We can’t live without Async, and that’s a problem

A journey through the origin of Async Rust, why it is necessary (and when it’s not) and the issues caused by the “over-async” phenomenon.

We will also cover why for library maintainers it’s hard to create sync/async public API for their crates and how (and whether) we can mitigate it.

Showcasing maybe-fut a library that with the power of advanced proc macro is able to allow developers to expose sync and async API reusing the same code.

Eventually, we’ll conclude with some thoughts on an async Rust std library and how the language could overcome code duplication when implementing both APIs.

LEVEL: Intermediate

Place
RustLab Deep Ocean
Length
45 min
When
November 4th, 2025
12:15

Abstract

# We can’t live without Async, and that’s a problem

A journey through the origin of Async Rust, why it is necessary (and when it’s not) and the issues caused by the “over-async” phenomenon.

We will also cover why for library maintainers it’s hard to create sync/async public API for their crates and how (and whether) we can mitigate it.

Showcasing maybe-fut a library that with the power of advanced proc macro is able to allow developers to expose sync and async API reusing the same code.

Eventually, we’ll conclude with some thoughts on an async Rust std library and how the language could overcome code duplication when implementing both APIs.

## The async era begins

I’ve started working with Rust with version 1.36, where async wasn’t still a thing. It would have been released very soon though, in November 2019 with Rust 1.39.

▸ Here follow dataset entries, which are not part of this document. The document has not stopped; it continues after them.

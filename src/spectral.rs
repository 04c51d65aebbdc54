use std::cmp;
use std::ops::{Index, Range};

use crate::context::Context;
use crate::entropy::Bitstream;
use crate::error::{Error, Result};
use crate::huffman::HuffmanTable;
use crate::parser::{FrameInfo, ScanInfo};

/// Coefficient positions per data block.
const BLOCK_SIZE: usize = 64;

/// Decodes a JPEG signed amplitude: the top `count` bits of `pattern`, for
/// `count` in `1..=15`, MSB-first.
///
/// A leading 1 bit means the value is the bit pattern itself; a leading 0
/// means it is the pattern minus `2^count - 1`. Written branchlessly: a
/// flipped sign bit contributes +1 and a sign extension of `-2^count`.
pub fn amplitude(count: u8, pattern: u16) -> i16 {
    debug_assert!((1..16).contains(&count));

    let flip = i32::from(!(pattern >> 15) & 1);
    let magnitude = i32::from(pattern >> (16 - count));

    (magnitude + flip - (flip << count)) as i16
}

/// The spectral-coefficient store a decode accumulates into.
///
/// A 3-D array indexed by `(group, block, k)`: the MCU index, the block
/// within the interleaved MCU layout, and the coefficient position in
/// zig-zag order. Backed by one contiguous `i16` buffer that grows by whole
/// MCU groups as decoding proceeds; the group count is discovered by
/// draining each entropy-coded segment rather than from the frame geometry,
/// which is what lets a zero-height frame decode ahead of its DNL segment.
pub struct Spectra {
    storage: Vec<i16>,
    /// Element strides per group and per block.
    stride: (usize, usize),
}

struct ComponentPlan<'a> {
    blocks: usize,
    dc: Option<&'a HuffmanTable>,
    ac: Option<&'a HuffmanTable>,
}

impl Spectra {
    pub(crate) fn new(frame: &FrameInfo) -> Spectra {
        let blocks: usize = frame.components.iter().map(|c| c.blocks_per_mcu()).sum();

        Spectra {
            storage: Vec::new(),
            stride: (blocks * BLOCK_SIZE, BLOCK_SIZE),
        }
    }

    /// Number of MCU groups decoded so far.
    pub fn groups(&self) -> usize {
        self.storage.len() / self.stride.0
    }

    /// Number of blocks in each MCU group.
    pub fn blocks_per_group(&self) -> usize {
        self.stride.0 / self.stride.1
    }

    fn offset(&self, group: usize, block: usize, k: usize) -> usize {
        group * self.stride.0 + block * self.stride.1 + k
    }

    /// Zero-fills the backing buffer through MCU `group`.
    fn reserve(&mut self, group: usize) {
        let needed = (group + 1) * self.stride.0;
        if self.storage.len() < needed {
            self.storage.resize(needed, 0);
        }
    }

    /// Decodes one entropy-coded segment's worth of MCUs starting at group
    /// index `base`, draining the bitstream. Returns the next group index.
    pub(crate) fn decode_segment(
        &mut self,
        bitstream: &mut Bitstream,
        frame: &FrameInfo,
        scan: &ScanInfo,
        context: &Context,
        base: usize,
    ) -> Result<usize> {
        let mut plan = Vec::with_capacity(scan.components.len());
        for (component, selector) in frame.components.iter().zip(&scan.components) {
            let dc = if scan.band.start == 0 {
                Some(context.dc_table(selector.dc_table_index).ok_or_else(|| {
                    Error::Syntax("scan references an unset dc huffman table".to_owned())
                })?)
            } else {
                None
            };
            let ac = if scan.band.end > 1 {
                Some(context.ac_table(selector.ac_table_index).ok_or_else(|| {
                    Error::Syntax("scan references an unset ac huffman table".to_owned())
                })?)
            } else {
                None
            };

            plan.push(ComponentPlan {
                blocks: component.blocks_per_mcu(),
                dc,
                ac,
            });
        }

        // Section G.1.2.2: an end-of-band run spans blocks, but not segments.
        let mut eob_run = 0u16;
        let mut group = base;

        while bitstream.front().is_some() {
            self.reserve(group);

            let mut block = 0;
            for component in &plan {
                for _ in 0..component.blocks {
                    self.decode_block(
                        bitstream,
                        group,
                        block,
                        &scan.band,
                        scan.exponent,
                        component,
                        &mut eob_run,
                    )?;
                    block += 1;
                }
            }

            group += 1;
        }

        Ok(group)
    }

    fn decode_block(
        &mut self,
        bitstream: &mut Bitstream,
        group: usize,
        block: usize,
        band: &Range<u8>,
        exponent: u8,
        tables: &ComponentPlan<'_>,
        eob_run: &mut u16,
    ) -> Result<()> {
        if let Some(dc_table) = tables.dc {
            // Section F.2.2.1: the symbol is the bit count of the DC
            // difference; the difference itself follows raw. A reserved
            // codeword here means corrupt or truncated data.
            let entry = dc_table
                .decode(bitstream.window())
                .ok_or_else(reserved_codeword)?;
            bitstream.pop(entry.length);

            let size = entry.value;
            if size > 15 {
                return Err(Error::Syntax(format!("dc difference of {} bits", size)));
            }
            if size > 0 {
                let difference = amplitude(size, bitstream.window());
                bitstream.pop(size);

                let offset = self.offset(group, block, 0);
                self.storage[offset] |= ((i32::from(difference)) << exponent) as i16;
            }
        }

        let ac_table = match tables.ac {
            Some(table) => table,
            None => return Ok(()),
        };

        if *eob_run > 0 {
            *eob_run -= 1;
            return Ok(());
        }

        // Section F.1.2.2.1: run of zeroes in the high nibble, amplitude bit
        // count in the low nibble. The reserved codeword acts as an
        // end-of-block sentinel, which also ends the block cleanly when the
        // segment runs into its all-ones padding.
        let mut k = cmp::max(band.start, 1);
        while k < band.end {
            let entry = match ac_table.decode(bitstream.window()) {
                Some(entry) => entry,
                // Benign at the segment's all-ones padding; corrupt data
                // anywhere else.
                None if bitstream.front().is_none() => break,
                None => return Err(reserved_codeword()),
            };
            bitstream.pop(entry.length);

            let run = entry.value >> 4;
            let size = entry.value & 0x0F;

            if size == 0 {
                if run == 15 {
                    // ZRL: sixteen zero coefficients.
                    k = k.saturating_add(16);
                    continue;
                }

                *eob_run = (1 << run) - 1;
                if run > 0 {
                    let extra = bitstream.window() >> (16 - run);
                    bitstream.pop(run);
                    *eob_run += extra;
                }
                break;
            }

            k += run;
            if k >= band.end {
                break;
            }

            let value = amplitude(size, bitstream.window());
            bitstream.pop(size);

            let offset = self.offset(group, block, usize::from(k));
            self.storage[offset] |= ((i32::from(value)) << exponent) as i16;
            k += 1;
        }

        Ok(())
    }
}

fn reserved_codeword() -> Error {
    Error::Syntax("reserved huffman codeword in entropy-coded data".to_owned())
}

impl Index<(usize, usize, usize)> for Spectra {
    type Output = i16;

    fn index(&self, (group, block, k): (usize, usize, usize)) -> &i16 {
        &self.storage[self.offset(group, block, k)]
    }
}

#[cfg(test)]
mod tests {
    use super::{amplitude, Spectra, BLOCK_SIZE};
    use crate::parser::parse_sof;

    #[test]
    fn amplitude_decodes_both_signs() {
        assert_eq!(amplitude(5, 0b1011_0000_0000_0000), 22);
        assert_eq!(amplitude(5, 0b0100_1000_0000_0000), -22);
    }

    #[test]
    fn amplitude_extremes() {
        assert_eq!(amplitude(1, 0b1000_0000_0000_0000), 1);
        assert_eq!(amplitude(1, 0b0000_0000_0000_0000), -1);
        assert_eq!(amplitude(15, 0xFFFE), 0x7FFF);
        assert_eq!(amplitude(15, 0x0000), -0x7FFF);
        // Trailing window bits do not affect the value.
        assert_eq!(amplitude(3, 0b1010_1111_1111_1111), 5);
    }

    #[test]
    fn layout_follows_sampling_factors() {
        // 2x2 luma + two 1x1 chroma components: 6 blocks per MCU.
        let frame = parse_sof(
            0,
            &[8, 0, 16, 0, 16, 3, 1, 0x22, 0, 2, 0x11, 1, 3, 0x11, 1],
        )
        .unwrap();
        let mut spectra = Spectra::new(&frame);
        assert_eq!(spectra.blocks_per_group(), 6);
        assert_eq!(spectra.groups(), 0);

        spectra.reserve(1);
        assert_eq!(spectra.groups(), 2);
        assert_eq!(spectra.storage.len(), 2 * 6 * BLOCK_SIZE);
    }

    #[test]
    fn indexing_uses_group_and_block_strides() {
        let frame = parse_sof(0, &[8, 0, 8, 0, 8, 1, 1, 0x21, 0]).unwrap();
        let mut spectra = Spectra::new(&frame);
        spectra.reserve(2);

        let offset = spectra.offset(2, 1, 5);
        assert_eq!(offset, 2 * (2 * BLOCK_SIZE) + BLOCK_SIZE + 5);
        spectra.storage[offset] = -3;
        assert_eq!(spectra[(2, 1, 5)], -3);
        assert_eq!(spectra[(2, 1, 4)], 0);
    }
}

When Async Rust was released I was mainly working with CLI tools in my spare time, such as termscp, which is now quite popular. At the time Async wasn’t something I was interested in and I thought it would have been just a craze, especially because from my point of view, multi-threading was just amazing.

## Why do we even need Async?

Nowadays most people will start a new Rust project with a tokio main and sometimes it seems that tokio has almost replaced the std library and multi-threading is obsolete.

But actually, there are particular reasons we have async and I’m quite sure many people don’t know them and the pros and cons of using async.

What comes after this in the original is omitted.